(Dataset entries)
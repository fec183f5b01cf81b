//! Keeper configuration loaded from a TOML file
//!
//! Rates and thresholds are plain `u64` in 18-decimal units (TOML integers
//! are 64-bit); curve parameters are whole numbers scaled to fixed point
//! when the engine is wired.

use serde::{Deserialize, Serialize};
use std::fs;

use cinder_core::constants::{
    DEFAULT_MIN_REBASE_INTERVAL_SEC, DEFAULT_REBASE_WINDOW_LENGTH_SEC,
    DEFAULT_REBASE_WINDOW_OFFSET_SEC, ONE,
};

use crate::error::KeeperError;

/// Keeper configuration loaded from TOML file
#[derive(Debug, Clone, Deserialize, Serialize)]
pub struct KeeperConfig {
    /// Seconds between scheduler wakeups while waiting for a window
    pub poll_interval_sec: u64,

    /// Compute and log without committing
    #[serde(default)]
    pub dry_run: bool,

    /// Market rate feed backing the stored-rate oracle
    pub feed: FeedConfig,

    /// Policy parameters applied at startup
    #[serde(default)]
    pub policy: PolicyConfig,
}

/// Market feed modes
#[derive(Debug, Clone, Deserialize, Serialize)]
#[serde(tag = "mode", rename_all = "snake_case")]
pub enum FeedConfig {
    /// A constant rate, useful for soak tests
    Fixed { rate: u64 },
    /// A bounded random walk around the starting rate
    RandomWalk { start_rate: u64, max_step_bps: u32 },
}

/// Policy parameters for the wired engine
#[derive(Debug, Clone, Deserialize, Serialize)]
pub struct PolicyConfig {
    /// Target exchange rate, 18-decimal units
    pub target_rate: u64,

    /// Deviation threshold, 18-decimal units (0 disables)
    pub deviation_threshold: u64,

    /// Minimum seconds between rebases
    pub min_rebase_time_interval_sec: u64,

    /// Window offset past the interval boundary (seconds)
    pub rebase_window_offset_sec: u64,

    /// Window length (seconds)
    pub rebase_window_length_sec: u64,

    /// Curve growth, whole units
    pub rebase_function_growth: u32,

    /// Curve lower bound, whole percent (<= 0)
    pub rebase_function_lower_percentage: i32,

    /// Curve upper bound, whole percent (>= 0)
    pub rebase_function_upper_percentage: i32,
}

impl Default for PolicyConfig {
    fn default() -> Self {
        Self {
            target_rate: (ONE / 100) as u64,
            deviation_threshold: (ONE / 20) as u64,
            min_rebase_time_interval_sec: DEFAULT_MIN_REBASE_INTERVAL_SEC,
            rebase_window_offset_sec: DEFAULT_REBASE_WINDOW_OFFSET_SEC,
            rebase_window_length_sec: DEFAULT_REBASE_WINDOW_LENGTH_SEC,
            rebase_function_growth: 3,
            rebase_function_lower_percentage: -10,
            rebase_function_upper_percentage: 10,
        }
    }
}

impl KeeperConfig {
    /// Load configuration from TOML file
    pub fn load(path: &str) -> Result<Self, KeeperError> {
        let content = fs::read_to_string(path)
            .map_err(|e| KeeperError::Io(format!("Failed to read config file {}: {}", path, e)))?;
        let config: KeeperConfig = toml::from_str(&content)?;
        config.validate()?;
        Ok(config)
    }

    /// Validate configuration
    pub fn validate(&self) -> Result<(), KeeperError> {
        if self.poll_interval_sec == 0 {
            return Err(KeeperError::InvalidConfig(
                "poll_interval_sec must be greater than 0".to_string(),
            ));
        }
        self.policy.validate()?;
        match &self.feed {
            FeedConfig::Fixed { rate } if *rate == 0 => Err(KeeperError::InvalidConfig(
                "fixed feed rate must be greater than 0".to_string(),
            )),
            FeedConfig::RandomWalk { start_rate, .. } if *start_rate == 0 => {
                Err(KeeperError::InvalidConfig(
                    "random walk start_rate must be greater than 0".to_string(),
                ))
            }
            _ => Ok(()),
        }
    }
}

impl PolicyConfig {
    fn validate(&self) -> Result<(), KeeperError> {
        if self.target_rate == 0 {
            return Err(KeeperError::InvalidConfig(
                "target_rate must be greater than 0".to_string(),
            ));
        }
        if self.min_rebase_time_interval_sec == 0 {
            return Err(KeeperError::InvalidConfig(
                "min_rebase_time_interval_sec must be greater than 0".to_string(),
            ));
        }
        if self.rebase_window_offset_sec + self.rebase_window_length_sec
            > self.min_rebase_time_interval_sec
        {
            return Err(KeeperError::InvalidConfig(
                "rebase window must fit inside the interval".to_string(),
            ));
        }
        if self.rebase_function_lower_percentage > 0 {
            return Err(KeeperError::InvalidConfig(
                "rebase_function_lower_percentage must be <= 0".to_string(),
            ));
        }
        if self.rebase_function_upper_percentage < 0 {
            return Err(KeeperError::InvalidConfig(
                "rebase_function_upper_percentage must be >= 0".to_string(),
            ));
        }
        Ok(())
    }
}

Try it:
Please copy, exactly and with nothing else, the lines above beginning at the line that has "for a window" and ending with the line that has "pub struct PolicyConfig".

Solved problem:
    /// Seconds between scheduler wakeups while waiting for a window
    pub poll_interval_sec: u64,

    /// Compute and log without committing
    #[serde(default)]
    pub dry_run: bool,

    /// Market rate feed backing the stored-rate oracle
    pub feed: FeedConfig,

    /// Policy parameters applied at startup
    #[serde(default)]
    pub policy: PolicyConfig,
}

/// Market feed modes
#[derive(Debug, Clone, Deserialize, Serialize)]
#[serde(tag = "mode", rename_all = "snake_case")]
pub enum FeedConfig {
    /// A constant rate, useful for soak tests
    Fixed { rate: u64 },
    /// A bounded random walk around the starting rate
    RandomWalk { start_rate: u64, max_step_bps: u32 },
}

/// Policy parameters for the wired engine
#[derive(Debug, Clone, Deserialize, Serialize)]
pub struct PolicyConfig {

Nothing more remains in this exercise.